* Records for this task:
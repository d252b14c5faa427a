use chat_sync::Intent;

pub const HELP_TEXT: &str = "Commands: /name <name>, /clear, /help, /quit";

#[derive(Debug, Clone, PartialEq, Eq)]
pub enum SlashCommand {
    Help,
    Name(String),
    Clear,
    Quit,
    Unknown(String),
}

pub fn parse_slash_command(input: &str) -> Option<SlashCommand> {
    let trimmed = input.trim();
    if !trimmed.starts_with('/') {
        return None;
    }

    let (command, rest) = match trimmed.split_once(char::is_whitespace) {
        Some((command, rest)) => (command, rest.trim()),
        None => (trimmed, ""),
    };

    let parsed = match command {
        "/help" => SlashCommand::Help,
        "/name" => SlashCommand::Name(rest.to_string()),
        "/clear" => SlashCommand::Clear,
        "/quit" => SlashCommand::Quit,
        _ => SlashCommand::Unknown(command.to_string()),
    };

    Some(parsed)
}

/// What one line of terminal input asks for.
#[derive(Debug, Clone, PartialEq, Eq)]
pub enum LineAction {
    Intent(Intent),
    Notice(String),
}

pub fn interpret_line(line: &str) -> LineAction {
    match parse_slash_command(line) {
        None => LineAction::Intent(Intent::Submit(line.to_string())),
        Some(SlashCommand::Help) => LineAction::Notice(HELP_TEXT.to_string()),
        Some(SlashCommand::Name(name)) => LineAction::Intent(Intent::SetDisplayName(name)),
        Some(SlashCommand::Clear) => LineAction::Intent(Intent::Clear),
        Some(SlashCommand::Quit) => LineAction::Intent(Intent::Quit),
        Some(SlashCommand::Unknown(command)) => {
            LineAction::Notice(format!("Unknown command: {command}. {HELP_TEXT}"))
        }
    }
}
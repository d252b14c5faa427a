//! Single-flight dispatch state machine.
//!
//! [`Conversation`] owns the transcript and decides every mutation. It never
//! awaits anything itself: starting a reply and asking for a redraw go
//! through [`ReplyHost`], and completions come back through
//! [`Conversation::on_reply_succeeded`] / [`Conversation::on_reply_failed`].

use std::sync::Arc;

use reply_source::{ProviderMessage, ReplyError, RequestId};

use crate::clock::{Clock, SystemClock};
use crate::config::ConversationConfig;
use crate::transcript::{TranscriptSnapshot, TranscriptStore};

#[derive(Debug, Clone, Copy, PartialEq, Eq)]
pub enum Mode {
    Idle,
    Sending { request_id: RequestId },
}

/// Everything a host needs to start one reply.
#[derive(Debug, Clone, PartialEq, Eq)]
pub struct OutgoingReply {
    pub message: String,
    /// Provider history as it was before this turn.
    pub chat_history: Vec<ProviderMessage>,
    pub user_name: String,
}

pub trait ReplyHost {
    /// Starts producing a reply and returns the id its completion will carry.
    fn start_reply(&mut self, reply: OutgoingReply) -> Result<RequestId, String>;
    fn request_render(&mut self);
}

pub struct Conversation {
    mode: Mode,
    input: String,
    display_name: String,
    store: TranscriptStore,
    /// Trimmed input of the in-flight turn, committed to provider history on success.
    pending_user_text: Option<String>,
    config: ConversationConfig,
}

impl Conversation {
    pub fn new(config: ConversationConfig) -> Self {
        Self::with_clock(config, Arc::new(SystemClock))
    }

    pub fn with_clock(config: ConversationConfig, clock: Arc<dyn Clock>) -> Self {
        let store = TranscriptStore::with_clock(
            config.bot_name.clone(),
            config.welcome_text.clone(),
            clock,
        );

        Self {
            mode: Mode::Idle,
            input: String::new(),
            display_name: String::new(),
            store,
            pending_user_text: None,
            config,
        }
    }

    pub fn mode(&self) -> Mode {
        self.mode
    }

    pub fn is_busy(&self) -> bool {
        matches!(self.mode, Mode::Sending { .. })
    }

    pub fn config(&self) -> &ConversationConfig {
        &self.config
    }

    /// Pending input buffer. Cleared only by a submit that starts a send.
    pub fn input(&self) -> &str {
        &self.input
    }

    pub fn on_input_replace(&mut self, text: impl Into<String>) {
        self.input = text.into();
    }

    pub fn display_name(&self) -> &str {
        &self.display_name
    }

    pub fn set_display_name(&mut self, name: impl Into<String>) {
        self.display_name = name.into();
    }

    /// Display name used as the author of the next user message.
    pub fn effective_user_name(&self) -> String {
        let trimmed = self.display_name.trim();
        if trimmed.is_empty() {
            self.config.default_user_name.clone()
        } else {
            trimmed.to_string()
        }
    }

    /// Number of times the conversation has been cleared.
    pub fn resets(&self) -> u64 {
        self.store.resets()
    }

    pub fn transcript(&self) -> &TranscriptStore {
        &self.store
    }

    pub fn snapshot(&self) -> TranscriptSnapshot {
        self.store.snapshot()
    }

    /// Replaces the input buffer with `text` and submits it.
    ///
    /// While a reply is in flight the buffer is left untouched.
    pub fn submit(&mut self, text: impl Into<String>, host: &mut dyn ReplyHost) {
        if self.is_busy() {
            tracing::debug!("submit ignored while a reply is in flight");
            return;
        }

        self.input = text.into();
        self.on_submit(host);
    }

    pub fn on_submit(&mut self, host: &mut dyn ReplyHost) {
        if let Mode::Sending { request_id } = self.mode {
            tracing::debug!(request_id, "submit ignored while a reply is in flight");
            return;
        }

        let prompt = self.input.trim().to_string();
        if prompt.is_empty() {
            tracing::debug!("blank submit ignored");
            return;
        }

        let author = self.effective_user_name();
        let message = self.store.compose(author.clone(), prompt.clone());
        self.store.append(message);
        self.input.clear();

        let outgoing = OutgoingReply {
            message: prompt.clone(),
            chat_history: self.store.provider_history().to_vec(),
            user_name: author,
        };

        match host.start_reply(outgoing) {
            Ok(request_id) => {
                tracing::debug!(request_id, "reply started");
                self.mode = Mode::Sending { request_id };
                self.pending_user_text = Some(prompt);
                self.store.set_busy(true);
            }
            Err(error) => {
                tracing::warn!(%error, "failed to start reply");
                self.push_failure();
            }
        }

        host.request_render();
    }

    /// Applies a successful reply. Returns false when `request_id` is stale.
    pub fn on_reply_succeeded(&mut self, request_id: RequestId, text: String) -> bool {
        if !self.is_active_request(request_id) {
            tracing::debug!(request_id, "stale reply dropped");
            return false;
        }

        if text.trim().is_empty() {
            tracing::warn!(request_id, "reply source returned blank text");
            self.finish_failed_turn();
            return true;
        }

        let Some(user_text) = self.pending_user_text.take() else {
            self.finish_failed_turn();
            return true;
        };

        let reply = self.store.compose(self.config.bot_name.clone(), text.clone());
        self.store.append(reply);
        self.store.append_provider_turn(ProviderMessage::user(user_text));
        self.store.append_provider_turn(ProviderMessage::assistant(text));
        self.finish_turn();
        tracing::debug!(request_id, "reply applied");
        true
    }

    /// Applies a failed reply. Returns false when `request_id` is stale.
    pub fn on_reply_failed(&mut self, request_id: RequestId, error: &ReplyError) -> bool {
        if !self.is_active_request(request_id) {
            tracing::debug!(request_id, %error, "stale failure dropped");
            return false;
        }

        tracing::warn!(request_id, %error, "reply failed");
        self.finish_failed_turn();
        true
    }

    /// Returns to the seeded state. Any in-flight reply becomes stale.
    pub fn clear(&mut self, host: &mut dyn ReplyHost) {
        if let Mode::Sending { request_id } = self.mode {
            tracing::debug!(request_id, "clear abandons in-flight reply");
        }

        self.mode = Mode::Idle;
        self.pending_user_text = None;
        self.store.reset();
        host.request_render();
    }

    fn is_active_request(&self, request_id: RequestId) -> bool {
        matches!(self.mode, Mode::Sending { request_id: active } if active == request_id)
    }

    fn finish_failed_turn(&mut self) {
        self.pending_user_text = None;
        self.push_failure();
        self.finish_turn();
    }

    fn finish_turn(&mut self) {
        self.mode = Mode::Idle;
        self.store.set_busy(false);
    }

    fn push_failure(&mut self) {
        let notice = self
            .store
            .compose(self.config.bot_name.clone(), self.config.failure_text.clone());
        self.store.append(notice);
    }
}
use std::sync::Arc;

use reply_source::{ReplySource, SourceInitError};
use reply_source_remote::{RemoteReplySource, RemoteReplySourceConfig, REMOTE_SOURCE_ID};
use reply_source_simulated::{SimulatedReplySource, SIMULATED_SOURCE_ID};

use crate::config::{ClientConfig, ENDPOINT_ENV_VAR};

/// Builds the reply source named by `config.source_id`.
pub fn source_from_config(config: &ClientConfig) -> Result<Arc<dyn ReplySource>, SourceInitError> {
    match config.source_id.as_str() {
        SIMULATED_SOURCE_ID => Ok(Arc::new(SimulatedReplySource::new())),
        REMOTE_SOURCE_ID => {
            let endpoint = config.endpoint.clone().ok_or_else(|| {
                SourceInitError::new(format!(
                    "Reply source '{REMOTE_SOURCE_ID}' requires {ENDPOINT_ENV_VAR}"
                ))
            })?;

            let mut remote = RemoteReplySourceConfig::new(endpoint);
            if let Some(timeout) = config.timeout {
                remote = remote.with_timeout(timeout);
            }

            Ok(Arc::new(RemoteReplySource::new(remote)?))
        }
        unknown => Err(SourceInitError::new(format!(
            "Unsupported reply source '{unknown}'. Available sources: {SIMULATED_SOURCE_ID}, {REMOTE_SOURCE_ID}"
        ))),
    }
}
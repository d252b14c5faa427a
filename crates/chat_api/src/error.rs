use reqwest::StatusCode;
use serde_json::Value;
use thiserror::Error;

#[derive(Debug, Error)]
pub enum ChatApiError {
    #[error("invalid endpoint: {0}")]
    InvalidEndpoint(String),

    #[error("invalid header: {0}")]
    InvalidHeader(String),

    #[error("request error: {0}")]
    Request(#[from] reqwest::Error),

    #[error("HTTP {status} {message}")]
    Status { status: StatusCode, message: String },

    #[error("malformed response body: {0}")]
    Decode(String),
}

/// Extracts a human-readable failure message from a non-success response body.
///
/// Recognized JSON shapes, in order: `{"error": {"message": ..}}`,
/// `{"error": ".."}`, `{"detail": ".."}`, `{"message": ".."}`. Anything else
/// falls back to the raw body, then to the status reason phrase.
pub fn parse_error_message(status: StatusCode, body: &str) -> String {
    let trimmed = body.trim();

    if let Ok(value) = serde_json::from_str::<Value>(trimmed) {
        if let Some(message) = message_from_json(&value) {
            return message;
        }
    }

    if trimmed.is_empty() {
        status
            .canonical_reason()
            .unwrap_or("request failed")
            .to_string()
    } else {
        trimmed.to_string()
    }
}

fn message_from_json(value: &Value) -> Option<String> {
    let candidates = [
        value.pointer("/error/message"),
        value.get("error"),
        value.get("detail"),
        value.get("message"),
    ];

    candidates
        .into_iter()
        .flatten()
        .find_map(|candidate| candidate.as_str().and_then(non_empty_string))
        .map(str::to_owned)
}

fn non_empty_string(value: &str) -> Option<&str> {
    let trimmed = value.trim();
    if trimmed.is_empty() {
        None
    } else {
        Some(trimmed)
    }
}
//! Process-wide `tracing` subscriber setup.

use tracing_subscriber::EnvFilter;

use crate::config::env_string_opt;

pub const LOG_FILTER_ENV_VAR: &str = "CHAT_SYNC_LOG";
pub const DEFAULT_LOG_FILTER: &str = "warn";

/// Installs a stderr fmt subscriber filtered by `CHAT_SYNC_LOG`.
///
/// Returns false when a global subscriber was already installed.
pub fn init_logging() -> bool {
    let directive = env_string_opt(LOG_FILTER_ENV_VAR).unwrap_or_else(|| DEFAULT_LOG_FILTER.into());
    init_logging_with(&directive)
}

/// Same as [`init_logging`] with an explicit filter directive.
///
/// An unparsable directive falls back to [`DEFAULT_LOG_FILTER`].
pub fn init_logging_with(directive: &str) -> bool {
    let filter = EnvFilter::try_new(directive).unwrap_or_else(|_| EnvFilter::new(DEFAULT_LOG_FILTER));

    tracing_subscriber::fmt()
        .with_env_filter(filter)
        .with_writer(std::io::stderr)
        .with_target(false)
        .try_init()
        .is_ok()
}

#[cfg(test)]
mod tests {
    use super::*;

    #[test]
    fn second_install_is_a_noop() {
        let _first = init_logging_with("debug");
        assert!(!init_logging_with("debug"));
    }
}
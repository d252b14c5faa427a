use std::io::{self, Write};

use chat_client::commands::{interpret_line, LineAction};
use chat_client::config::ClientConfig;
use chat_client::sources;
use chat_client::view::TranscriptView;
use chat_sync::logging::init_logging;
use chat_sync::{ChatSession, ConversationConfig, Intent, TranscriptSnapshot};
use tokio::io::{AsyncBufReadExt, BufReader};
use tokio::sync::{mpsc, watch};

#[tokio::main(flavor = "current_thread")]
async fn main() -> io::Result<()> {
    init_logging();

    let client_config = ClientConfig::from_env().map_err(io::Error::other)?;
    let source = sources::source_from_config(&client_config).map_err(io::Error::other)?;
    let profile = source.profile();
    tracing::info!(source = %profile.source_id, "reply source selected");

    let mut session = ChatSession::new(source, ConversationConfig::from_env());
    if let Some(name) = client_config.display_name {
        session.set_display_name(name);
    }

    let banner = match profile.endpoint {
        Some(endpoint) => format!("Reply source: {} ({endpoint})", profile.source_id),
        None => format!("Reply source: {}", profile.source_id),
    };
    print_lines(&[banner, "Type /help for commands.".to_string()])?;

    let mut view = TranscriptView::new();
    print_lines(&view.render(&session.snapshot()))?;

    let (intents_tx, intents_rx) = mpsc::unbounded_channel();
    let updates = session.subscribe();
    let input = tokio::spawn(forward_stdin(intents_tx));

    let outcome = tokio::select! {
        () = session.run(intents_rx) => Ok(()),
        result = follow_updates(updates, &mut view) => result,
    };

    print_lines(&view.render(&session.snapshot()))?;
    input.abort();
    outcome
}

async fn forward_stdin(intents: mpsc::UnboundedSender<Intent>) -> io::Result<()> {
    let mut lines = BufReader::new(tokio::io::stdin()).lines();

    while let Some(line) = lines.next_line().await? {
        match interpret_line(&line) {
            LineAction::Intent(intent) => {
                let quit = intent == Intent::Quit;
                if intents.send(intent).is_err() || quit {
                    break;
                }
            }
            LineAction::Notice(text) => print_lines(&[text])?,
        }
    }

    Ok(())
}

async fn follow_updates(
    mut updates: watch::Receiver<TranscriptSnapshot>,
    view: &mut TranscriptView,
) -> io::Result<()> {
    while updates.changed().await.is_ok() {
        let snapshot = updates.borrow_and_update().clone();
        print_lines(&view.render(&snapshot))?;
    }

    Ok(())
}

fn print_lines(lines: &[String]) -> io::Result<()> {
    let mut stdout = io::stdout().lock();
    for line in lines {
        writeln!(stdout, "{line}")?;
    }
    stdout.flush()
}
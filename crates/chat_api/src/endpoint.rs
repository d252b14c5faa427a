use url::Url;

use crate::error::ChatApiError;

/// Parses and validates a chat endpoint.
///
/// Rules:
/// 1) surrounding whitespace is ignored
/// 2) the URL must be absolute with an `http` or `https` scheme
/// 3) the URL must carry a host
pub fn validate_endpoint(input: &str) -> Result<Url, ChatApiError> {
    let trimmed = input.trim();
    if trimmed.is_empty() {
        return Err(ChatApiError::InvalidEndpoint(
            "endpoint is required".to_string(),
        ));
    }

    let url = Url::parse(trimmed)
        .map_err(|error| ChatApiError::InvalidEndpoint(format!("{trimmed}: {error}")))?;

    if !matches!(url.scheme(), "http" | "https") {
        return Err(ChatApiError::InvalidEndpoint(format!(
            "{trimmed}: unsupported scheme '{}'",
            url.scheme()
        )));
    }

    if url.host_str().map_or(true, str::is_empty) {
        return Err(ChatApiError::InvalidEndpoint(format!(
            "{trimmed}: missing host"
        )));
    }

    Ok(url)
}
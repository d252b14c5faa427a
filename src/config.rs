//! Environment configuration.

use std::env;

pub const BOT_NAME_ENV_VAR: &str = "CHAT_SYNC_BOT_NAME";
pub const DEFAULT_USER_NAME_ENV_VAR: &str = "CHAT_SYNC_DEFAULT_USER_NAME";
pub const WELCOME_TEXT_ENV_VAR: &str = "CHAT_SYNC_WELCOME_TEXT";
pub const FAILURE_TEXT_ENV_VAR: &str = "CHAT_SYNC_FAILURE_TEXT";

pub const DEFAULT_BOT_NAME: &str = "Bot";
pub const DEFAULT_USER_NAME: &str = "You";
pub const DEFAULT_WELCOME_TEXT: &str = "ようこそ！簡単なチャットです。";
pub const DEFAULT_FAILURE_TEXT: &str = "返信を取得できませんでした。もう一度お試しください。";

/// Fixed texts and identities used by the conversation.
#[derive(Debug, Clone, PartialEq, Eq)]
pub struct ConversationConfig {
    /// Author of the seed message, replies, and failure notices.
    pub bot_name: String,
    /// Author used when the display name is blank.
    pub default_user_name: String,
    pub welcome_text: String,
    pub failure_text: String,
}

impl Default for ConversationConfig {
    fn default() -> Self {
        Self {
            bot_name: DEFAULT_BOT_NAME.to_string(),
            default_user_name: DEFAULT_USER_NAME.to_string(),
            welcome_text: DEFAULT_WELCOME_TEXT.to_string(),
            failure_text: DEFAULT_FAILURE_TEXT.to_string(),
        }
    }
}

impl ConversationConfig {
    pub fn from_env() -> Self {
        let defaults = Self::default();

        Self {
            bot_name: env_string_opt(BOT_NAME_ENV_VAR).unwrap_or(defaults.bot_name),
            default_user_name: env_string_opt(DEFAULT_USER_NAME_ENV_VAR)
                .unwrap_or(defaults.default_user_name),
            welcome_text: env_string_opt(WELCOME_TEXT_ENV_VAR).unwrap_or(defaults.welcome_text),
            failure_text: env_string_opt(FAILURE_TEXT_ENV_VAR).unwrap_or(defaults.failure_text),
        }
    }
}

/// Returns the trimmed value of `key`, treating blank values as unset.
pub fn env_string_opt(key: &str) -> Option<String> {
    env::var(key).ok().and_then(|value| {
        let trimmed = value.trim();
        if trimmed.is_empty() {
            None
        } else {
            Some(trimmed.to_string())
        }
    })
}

* Problem description: Collect each line of the entries that has the word "false", copying it in full.

* Problem solution:
    /// Applies a successful reply. Returns false when `request_id` is stale.
            return false;
    /// Applies a failed reply. Returns false when `request_id` is stale.
            return false;
        self.store.set_busy(false);
/// Returns false when a global subscriber was already installed.
        .with_target(false)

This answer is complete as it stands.